The Strategy builds on sustained efforts by the Biden Administration to protect the nation’s critical infrastructure, including:

  • The 2022 Cyber Incident Reporting for Critical Infrastructure Act (CIRCIA)—expands the reporting obligations of covered entities;
  • The 2022 Creating Helpful Incentives to Produce Semiconductors (CHIPS) Act—reduces reliance on China-based suppliers of emerging technologies by providing a financial incentive for investment in U.S. semiconductor manufacturing and the creation of collaborative networks for research and innovation;
  • President Biden’s 2021 Executive Order—strengthens the nation’s cybersecurity defenses by mandating all federal agencies use basic cybersecurity measures (such as multifactor authentication and requiring new security standards for software makers that contract with the federal government); and
  • President Biden’s 2021 national security memorandum—directs his administration to develop cybersecurity performance goals for U.S. critical infrastructure.

The Five Pillars

Replacing the 2018 Trump Administration strategy, which focused on voluntary public-private partnerships and information-sharing practices, the new framework mapped out by the Strategy pushes for a more aggressive and comprehensive regulatory approach.
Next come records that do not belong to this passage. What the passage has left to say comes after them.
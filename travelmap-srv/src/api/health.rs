//! Health check endpoint

use axum::{routing::get, Json, Router};
use serde::Serialize;

use crate::AppState;

/// Health check response
#[derive(Debug, Serialize)]
pub struct HealthResponse {
    pub status: String,
    pub module: String,
    pub version: String,
}

/// GET /health
pub async fn health_check() -> Json<HealthResponse> {
    Json(HealthResponse {
        status: "ok".to_string(),
        module: "travelmap-srv".to_string(),
        version: env!("CARGO_PKG_VERSION").to_string(),
    })
}

/// Build health check routes
pub fn health_routes() -> Router<AppState> {
    Router::new().route("/health", get(health_check))
}
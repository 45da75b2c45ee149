//! Travel record endpoints

use axum::{extract::State, http::StatusCode, Json};
use tracing::error;
use travelmap_common::map::marker::{unique_markers, Marker};
use travelmap_common::models::{RecordSubmission, TravelRecord};

use crate::error::ApiResult;
use crate::{db, ingest, ApiError, AppState};

/// GET /api/travel-records
///
/// All records, newest created first.
pub async fn list_records(State(state): State<AppState>) -> ApiResult<Json<Vec<TravelRecord>>> {
    let records = db::records::list_all(&state.db).await.map_err(|e| {
        error!("Failed to list travel records: {:#}", e);
        ApiError::Internal("Failed to load travel records".to_string())
    })?;
    Ok(Json(records))
}

/// POST /api/travel-records
///
/// Validates, geocodes, and persists a submission. 400 with a message
/// naming the destination on geocode failure, 400 with a field-detail
/// map on validation failure.
pub async fn create_record(
    State(state): State<AppState>,
    Json(payload): Json<RecordSubmission>,
) -> ApiResult<(StatusCode, Json<TravelRecord>)> {
    let record = ingest::submit(&state.db, state.geocoder.as_ref(), payload).await?;
    Ok((StatusCode::CREATED, Json(record)))
}

/// GET /api/markers
///
/// Deduplicated map positions for the full record set, first-seen order.
pub async fn list_markers(State(state): State<AppState>) -> ApiResult<Json<Vec<Marker>>> {
    let records = db::records::list_all(&state.db).await.map_err(|e| {
        error!("Failed to load records for markers: {:#}", e);
        ApiError::Internal("Failed to load travel records".to_string())
    })?;
    Ok(Json(unique_markers(&records)))
}
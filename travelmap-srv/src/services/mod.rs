//! External service clients (Google Geocoding and Places APIs)
//!
//! All provider failures are caught here, logged, and folded into
//! `None`/error values; they never propagate as panics or raw transport
//! errors past this boundary. A missing API credential fails closed.

pub mod geocoding;
pub mod places;

pub use geocoding::GeocodingClient;
pub use places::{query_variants, PlacePhotoClient};

use async_trait::async_trait;
use axum::body::Bytes;
use futures::stream::BoxStream;
use thiserror::Error;
use travelmap_common::models::Coordinates;

/// Upstream provider failure for calls that must distinguish "nothing
/// found" from "provider broken"
#[derive(Debug, Error)]
pub enum UpstreamError {
    /// API credential not configured
    #[error("API key not configured")]
    MissingApiKey,

    /// Transport-level failure
    #[error("Upstream request failed: {0}")]
    Transport(String),

    /// Non-success HTTP status from the provider
    #[error("Upstream returned status {0}")]
    Status(u16),
}

/// A streamed photo response from the upstream provider
pub struct PhotoStream {
    /// Upstream content type, passed through to the client
    pub content_type: String,
    pub data: BoxStream<'static, std::io::Result<Bytes>>,
}

/// Destination and reverse geocoding
#[async_trait]
pub trait Geocoder: Send + Sync {
    /// Best-guess coordinates for a free-text destination; `None` on
    /// non-OK status, zero results, or any transport error
    async fn geocode(&self, destination: &str) -> Option<Coordinates>;

    /// Locality-level place name for a position; same failure contract
    async fn reverse_geocode(&self, lat: f64, lng: f64) -> Option<String>;
}

/// Place photo lookup and retrieval
#[async_trait]
pub trait PhotoFinder: Send + Sync {
    /// Proxy URL for the first photo any query variant yields
    ///
    /// `Ok(None)` when every variant came back empty (including the
    /// missing-credential fail-closed case); `Err` only when every
    /// attempt failed at the provider.
    async fn find_photo_url(&self, location: &str) -> Result<Option<String>, UpstreamError>;

    /// Stream the photo bytes behind a photo reference
    async fn fetch_photo(&self, reference: &str) -> Result<PhotoStream, UpstreamError>;
}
Combining government actions with new requirements for the private sector, which owns the majority of the country’s critical infrastructure, the Strategy aims to tackle some of our nation’s most difficult and complex issues in cybersecurity, software liability, and regulatory programs by centering on the following five pillars:

  1. Defend Critical Infrastructure;
  2. Disrupt & Dismantle Threat Actors;
  3. Shape Market Forces to Drive Security and Resilience;
  4. Invest in a Resilient Future; and
  5. Forge International Partnerships to Pursue Shared Goals.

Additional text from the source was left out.